*** Source information ***

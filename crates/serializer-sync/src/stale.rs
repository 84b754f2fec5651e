use std::sync::Arc;
use std::time::Duration;

use chrono::{DateTime, Utc};
use serializer_adapters::SourceAdapter;
use serializer_core::{diff, ExternalItem, RunContext, Story, StoryType, StoryUpdate};
use serializer_storage::StoryStore;
use tracing::{debug, info, warn};

use crate::result::{within_deadline, RunError, RunResult};

/// Which stored stories get re-fetched: not seen for `refresh_after`, but
/// created within `lookback`.
#[derive(Debug, Clone, Copy, PartialEq, Eq)]
pub struct StalenessWindow {
    pub refresh_after: Duration,
    pub lookback: Duration,
}

impl Default for StalenessWindow {
    fn default() -> Self {
        Self {
            refresh_after: Duration::from_secs(15 * 60),
            lookback: Duration::from_secs(24 * 60 * 60),
        }
    }
}

impl StalenessWindow {
    pub fn seen_before(&self, now: DateTime<Utc>) -> DateTime<Utc> {
        ago(now, self.refresh_after)
    }

    pub fn created_after(&self, now: DateTime<Utc>) -> DateTime<Utc> {
        ago(now, self.lookback)
    }
}

fn ago(now: DateTime<Utc>, span: Duration) -> DateTime<Utc> {
    chrono::Duration::from_std(span)
        .ok()
        .and_then(|span| now.checked_sub_signed(span))
        .unwrap_or(DateTime::<Utc>::MIN_UTC)
}

/// Re-fetches stories that dropped out of the batch and flags the ones the
/// source no longer has.
#[derive(Clone)]
pub struct StalenessChecker {
    store: Arc<dyn StoryStore>,
}

impl StalenessChecker {
    pub fn new(store: Arc<dyn StoryStore>) -> Self {
        Self { store }
    }

    pub async fn reconcile_stale(
        &self,
        ctx: &RunContext,
        adapter: &dyn SourceAdapter,
        window: StalenessWindow,
    ) -> RunResult {
        let source = adapter.name();
        let mut result = RunResult::default();

        let candidates = self.store.find_recent_for_update(
            source,
            window.seen_before(ctx.now),
            window.created_after(ctx.now),
        );
        let candidates = match within_deadline(ctx, candidates).await {
            None => {
                result.record_timeout(source);
                return result;
            }
            Some(Err(err)) => {
                warn!(source, error = %err, "stale lookup failed");
                result.record(RunError::store(source, None, &err));
                return result;
            }
            Some(Ok(stories)) => stories,
        };

        for story in &candidates {
            if ctx.expired() {
                result.record_timeout(source);
                break;
            }

            let fetched = match within_deadline(ctx, adapter.fetch_one(ctx, &story.ref_id)).await {
                None => {
                    result.record_timeout(source);
                    break;
                }
                Some(Err(err)) => {
                    warn!(source, ref_id = %story.ref_id, error = %err, "recheck fetch failed");
                    result.record(RunError::transport(source, Some(&story.ref_id), &err));
                    continue;
                }
                Some(Ok(fetched)) => fetched,
            };

            match fetched {
                Some(item) => {
                    if !self.refresh(ctx, source, story, &item, &mut result).await {
                        break;
                    }
                }
                None => {
                    let mark = self.store.mark_story_deleted(story.id, ctx.now);
                    match within_deadline(ctx, mark).await {
                        None => {
                            result.record_timeout(source);
                            break;
                        }
                        Some(Ok(true)) => {
                            info!(source, ref_id = %story.ref_id, id = story.id, "story gone from source");
                            result.marked_gone += 1;
                        }
                        Some(Ok(false)) => {
                            debug!(id = story.id, "story already marked deleted");
                        }
                        Some(Err(err)) => {
                            warn!(id = story.id, error = %err, "marking story deleted failed");
                            result.record(RunError::store(source, Some(&story.ref_id), &err));
                        }
                    }
                }
            }
        }

        info!(
            run_id = %ctx.run_id,
            source,
            candidates = candidates.len(),
            rechecked = result.rechecked,
            marked_gone = result.marked_gone,
            failed = result.failed,
            "staleness pass finished"
        );
        result
    }

    /// Returns `false` when the deadline cut the write short.
    async fn refresh(
        &self,
        ctx: &RunContext,
        source: &str,
        story: &Story,
        item: &ExternalItem,
        result: &mut RunResult,
    ) -> bool {
        let mut values = item.tracked();
        values.story_type = settle_type(story.story_type, values.story_type);
        let changes: Vec<_> = diff(&story.tracked(), &values)
            .into_iter()
            .map(|change| change.into_record(story.id))
            .collect();
        let update = StoryUpdate {
            values,
            updated_at: ctx.now,
            last_seen_at: None,
        };

        match within_deadline(ctx, self.store.update_story(story.id, update, &changes)).await {
            None => {
                result.record_timeout(source);
                false
            }
            Some(Ok(_)) => {
                result.rechecked += 1;
                true
            }
            Some(Err(err)) => {
                warn!(id = story.id, error = %err, "recheck update failed");
                result.record(RunError::store(source, Some(&story.ref_id), &err));
                true
            }
        }
    }
}

/// Single-item lookups only know the coarse type, so they never demote a
/// stored ask/show classification.
fn settle_type(stored: StoryType, fetched: StoryType) -> StoryType {
    match (stored, fetched) {
        (_, StoryType::Unknown) => stored,
        (StoryType::AskHn | StoryType::ShowHn, StoryType::Story) => stored,
        _ => fetched,
    }
}
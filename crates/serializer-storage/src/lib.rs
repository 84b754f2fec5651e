//! Record store contract + HTTP fetch utilities for serializer.

use async_trait::async_trait;
use chrono::{DateTime, Utc};
use serializer_core::{ChangeRecord, NewChangeRecord, NewStory, Story, StoryUpdate};
use thiserror::Error;

mod http;
mod memory;
mod postgres;

pub use http::{
    classify_reqwest_error, classify_status, BackoffPolicy, FetchError, FetchedResponse,
    HttpClientConfig, HttpFetcher, RetryDisposition,
};
pub use memory::MemoryStore;
pub use postgres::{PgStore, SCHEMA_DDL};

pub const CRATE_NAME: &str = "serializer-storage";

#[derive(Debug, Error)]
pub enum StoreError {
    #[error("database error: {0}")]
    Database(#[from] sqlx::Error),
    #[error("story {0} not found")]
    NotFound(i64),
    #[error("integrity violation: {0}")]
    Integrity(String),
}

/// Transactional CRUD + point lookups over stories and their change history.
///
/// Each method is its own atomic unit; nothing spans a whole scrape run.
#[async_trait]
pub trait StoryStore: Send + Sync {
    /// Zero or more rows; callers must not assume the natural key is unique.
    async fn find_by_source_and_ref(
        &self,
        source: &str,
        ref_id: &str,
    ) -> Result<Vec<Story>, StoreError>;

    async fn insert_story(&self, story: NewStory) -> Result<Story, StoreError>;

    /// Writes the new values and the given change records in one transaction.
    async fn update_story(
        &self,
        id: i64,
        update: StoryUpdate,
        changes: &[NewChangeRecord],
    ) -> Result<Story, StoreError>;

    async fn insert_change_record(
        &self,
        change: NewChangeRecord,
        at: DateTime<Utc>,
    ) -> Result<ChangeRecord, StoreError>;

    /// Live stories of `source` neither seen nor updated since `seen_before`,
    /// created after `created_after`.
    async fn find_recent_for_update(
        &self,
        source: &str,
        seen_before: DateTime<Utc>,
        created_after: DateTime<Utc>,
    ) -> Result<Vec<Story>, StoreError>;

    /// Returns `false` without writing anything when the story is already deleted.
    async fn mark_story_deleted(&self, id: i64, at: DateTime<Utc>) -> Result<bool, StoreError>;

    async fn get_story(&self, id: i64) -> Result<Option<Story>, StoreError>;

    async fn list_stories(&self, after_id: i64, limit: i64) -> Result<Vec<Story>, StoreError>;

    async fn list_changes(&self, story_id: i64) -> Result<Vec<ChangeRecord>, StoreError>;
}
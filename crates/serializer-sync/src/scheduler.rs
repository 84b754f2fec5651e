use std::sync::atomic::{AtomicBool, Ordering};
use std::sync::Arc;
use std::time::Duration;

use chrono::{DateTime, Utc};
use serde::Serialize;
use serializer_adapters::SourceAdapter;
use serializer_core::RunContext;
use serializer_storage::StoryStore;
use thiserror::Error;
use tokio::sync::{Mutex, MutexGuard};
use tokio_cron_scheduler::{Job, JobScheduler, JobSchedulerError};
use tracing::{debug, error, info, info_span, warn, Instrument};
use uuid::Uuid;

use crate::config::SyncConfig;
use crate::reconcile::Reconciler;
use crate::result::{within_deadline, RunError, RunFailed, RunResult};
use crate::stale::{StalenessChecker, StalenessWindow};

/// Shortest accepted timer period.
pub const MIN_INTERVAL: Duration = Duration::from_secs(60);
/// Cadence of the inert timer kept alive while scheduled scraping is off.
pub const DISABLED_INTERVAL: Duration = Duration::from_secs(24 * 60 * 60);

#[derive(Debug, Error)]
pub enum SchedulerError {
    #[error("timer: {0}")]
    Timer(#[from] JobSchedulerError),
}

#[derive(Debug, Clone, Copy, PartialEq, Eq)]
pub struct SchedulerConfig {
    /// Zero turns the timer-driven scrape off.
    pub interval: Duration,
    /// Zero leaves runs unbounded.
    pub timeout: Duration,
    pub window: StalenessWindow,
    /// Fire one run as soon as the timer starts.
    pub run_on_start: bool,
}

impl Default for SchedulerConfig {
    fn default() -> Self {
        Self {
            interval: Duration::from_secs(60),
            timeout: Duration::from_secs(60),
            window: StalenessWindow::default(),
            run_on_start: true,
        }
    }
}

impl From<&SyncConfig> for SchedulerConfig {
    fn from(config: &SyncConfig) -> Self {
        Self {
            interval: config.scrape_interval,
            timeout: config.scrape_timeout,
            window: config.staleness,
            ..Default::default()
        }
    }
}

impl SchedulerConfig {
    pub fn enabled(&self) -> bool {
        !self.interval.is_zero()
    }

    pub fn effective_interval(&self) -> Duration {
        if self.enabled() {
            self.interval.max(MIN_INTERVAL)
        } else {
            DISABLED_INTERVAL
        }
    }

    pub fn run_timeout(&self) -> Option<Duration> {
        (!self.timeout.is_zero()).then_some(self.timeout)
    }
}

#[derive(Debug, Clone, Copy, PartialEq, Eq, Serialize)]
#[serde(rename_all = "snake_case")]
pub enum SchedulerState {
    Idle,
    Running,
}

#[derive(Debug, Clone, Serialize)]
pub struct LastRun {
    pub run_id: Uuid,
    pub started_at: DateTime<Utc>,
    pub finished_at: DateTime<Utc>,
    pub result: RunResult,
}

/// Runs scrapes on a timer and on demand, one at a time.
///
/// A timer tick that finds a run in progress is dropped. An on-demand trigger
/// waits for the lock instead, so back-to-back triggers run sequentially.
#[derive(Clone)]
pub struct ScrapeScheduler {
    inner: Arc<Inner>,
    timer: Arc<Mutex<Option<JobScheduler>>>,
}

struct Inner {
    adapters: Vec<Arc<dyn SourceAdapter>>,
    reconciler: Reconciler,
    checker: StalenessChecker,
    config: SchedulerConfig,
    run_lock: Mutex<()>,
    running: AtomicBool,
    closed: AtomicBool,
    last_run: Mutex<Option<LastRun>>,
}

impl ScrapeScheduler {
    pub fn new(
        store: Arc<dyn StoryStore>,
        adapters: Vec<Arc<dyn SourceAdapter>>,
        config: SchedulerConfig,
    ) -> Self {
        Self {
            inner: Arc::new(Inner {
                adapters,
                reconciler: Reconciler::new(store.clone()),
                checker: StalenessChecker::new(store),
                config,
                run_lock: Mutex::new(()),
                running: AtomicBool::new(false),
                closed: AtomicBool::new(false),
                last_run: Mutex::new(None),
            }),
            timer: Arc::new(Mutex::new(None)),
        }
    }

    pub fn config(&self) -> &SchedulerConfig {
        &self.inner.config
    }

    pub fn state(&self) -> SchedulerState {
        if self.inner.running.load(Ordering::SeqCst) {
            SchedulerState::Running
        } else {
            SchedulerState::Idle
        }
    }

    pub async fn last_run(&self) -> Option<LastRun> {
        self.inner.last_run.lock().await.clone()
    }

    /// Runs a scrape on the caller's task, waiting for any in-flight run first.
    pub async fn run_once(&self) -> Result<RunResult, RunFailed> {
        let guard = self.inner.run_lock.lock().await;
        self.inner.run_with_guard(guard).await.into_outcome()
    }

    /// On-demand scrape. The run is detached from the caller, so dropping the
    /// returned future does not cancel it.
    pub async fn trigger(&self) -> Result<RunResult, RunFailed> {
        let inner = self.inner.clone();
        let handle = tokio::spawn(async move {
            let guard = inner.run_lock.lock().await;
            inner.run_with_guard(guard).await
        });
        match handle.await {
            Ok(result) => result.into_outcome(),
            Err(err) => {
                error!(error = %err, "scrape task failed");
                let mut result = RunResult::default();
                result.record(RunError::aborted(err.to_string()));
                result.into_outcome()
            }
        }
    }

    /// Starts the timer. Calling it twice is a no-op.
    pub async fn start(&self) -> Result<(), SchedulerError> {
        let mut timer = self.timer.lock().await;
        if timer.is_some() {
            return Ok(());
        }

        let config = self.inner.config;
        let period = config.effective_interval();
        if config.enabled() {
            if config.interval < MIN_INTERVAL {
                warn!(requested = ?config.interval, used = ?period, "scrape interval raised to minimum");
            }
            info!(interval = ?period, timeout = ?config.run_timeout(), "scrape timer starting");
        } else {
            info!("scheduled scraping disabled; only on-demand runs will scrape");
        }

        let sched = JobScheduler::new().await?;
        let inner = self.inner.clone();
        let job = Job::new_repeated_async(period, move |_uuid, _l| {
            let inner = inner.clone();
            Box::pin(async move {
                inner.on_tick().await;
            })
        })?;
        sched.add(job).await?;
        sched.start().await?;
        *timer = Some(sched);

        if config.enabled() && config.run_on_start {
            let inner = self.inner.clone();
            tokio::spawn(async move {
                inner.on_tick().await;
            });
        }
        Ok(())
    }

    /// Stops the timer and waits for an in-flight run to finish.
    pub async fn shutdown(&self) -> Result<(), SchedulerError> {
        self.inner.closed.store(true, Ordering::SeqCst);
        let timer = self.timer.lock().await.take();
        if let Some(mut sched) = timer {
            sched.shutdown().await?;
        }
        let _drain = self.inner.run_lock.lock().await;
        info!("scrape scheduler stopped");
        Ok(())
    }
}

impl Inner {
    /// Timer entry point. Returns `None` when the tick was skipped.
    async fn on_tick(&self) -> Option<RunResult> {
        if !self.config.enabled() {
            debug!("scheduled scraping disabled; tick ignored");
            return None;
        }
        if self.closed.load(Ordering::SeqCst) {
            return None;
        }
        let Ok(guard) = self.run_lock.try_lock() else {
            info!("scrape already in progress; skipping tick");
            return None;
        };

        let result = self.run_with_guard(guard).await;
        if let Err(err) = result.clone().into_outcome() {
            error!(error = %err, "scheduled scrape failed");
        }
        Some(result)
    }

    async fn run_with_guard(&self, _guard: MutexGuard<'_, ()>) -> RunResult {
        let _running = RunningFlag::raise(&self.running);
        let ctx = RunContext::new(self.config.run_timeout());
        let started_at = ctx.now;
        let span = info_span!("scrape_run", run_id = %ctx.run_id);

        let result = self.scrape(&ctx).instrument(span).await;

        *self.last_run.lock().await = Some(LastRun {
            run_id: ctx.run_id,
            started_at,
            finished_at: Utc::now(),
            result: result.clone(),
        });
        result
    }

    async fn scrape(&self, ctx: &RunContext) -> RunResult {
        let mut result = RunResult::default();

        for adapter in &self.adapters {
            let span = info_span!("source", source = adapter.name());
            let keep_going = self
                .scrape_source(ctx, adapter.as_ref(), &mut result)
                .instrument(span)
                .await;
            if !keep_going {
                break;
            }
        }

        info!(
            created = result.created,
            updated = result.updated,
            rechecked = result.rechecked,
            marked_gone = result.marked_gone,
            failed = result.failed,
            "scrape finished"
        );
        result
    }

    /// Batch reconcile, then the staleness pass. `false` once the deadline hit.
    async fn scrape_source(
        &self,
        ctx: &RunContext,
        adapter: &dyn SourceAdapter,
        result: &mut RunResult,
    ) -> bool {
        let source = adapter.name();
        if ctx.expired() {
            result.record_timeout(source);
            return false;
        }

        let batch = match within_deadline(ctx, adapter.fetch_batch(ctx)).await {
            None => {
                result.record_timeout(source);
                return false;
            }
            Some(Err(err)) => {
                warn!(source, error = %err, "fetching batch failed; skipping source");
                result.record(RunError::transport(source, None, &err));
                return true;
            }
            Some(Ok(batch)) => batch,
        };

        result.merge(self.reconciler.reconcile(ctx, source, &batch).await);
        if result.timed_out() {
            return false;
        }
        result.merge(
            self.checker
                .reconcile_stale(ctx, adapter, self.config.window)
                .await,
        );
        !result.timed_out()
    }
}

struct RunningFlag<'a>(&'a AtomicBool);

impl<'a> RunningFlag<'a> {
    fn raise(flag: &'a AtomicBool) -> Self {
        flag.store(true, Ordering::SeqCst);
        Self(flag)
    }
}

impl Drop for RunningFlag<'_> {
    fn drop(&mut self) {
        self.0.store(false, Ordering::SeqCst);
    }
}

*** End of Source information ***

[Description of the task] How many lines in the data contain the string "shutdown"? Respond with the number only.

[Response to the task] 2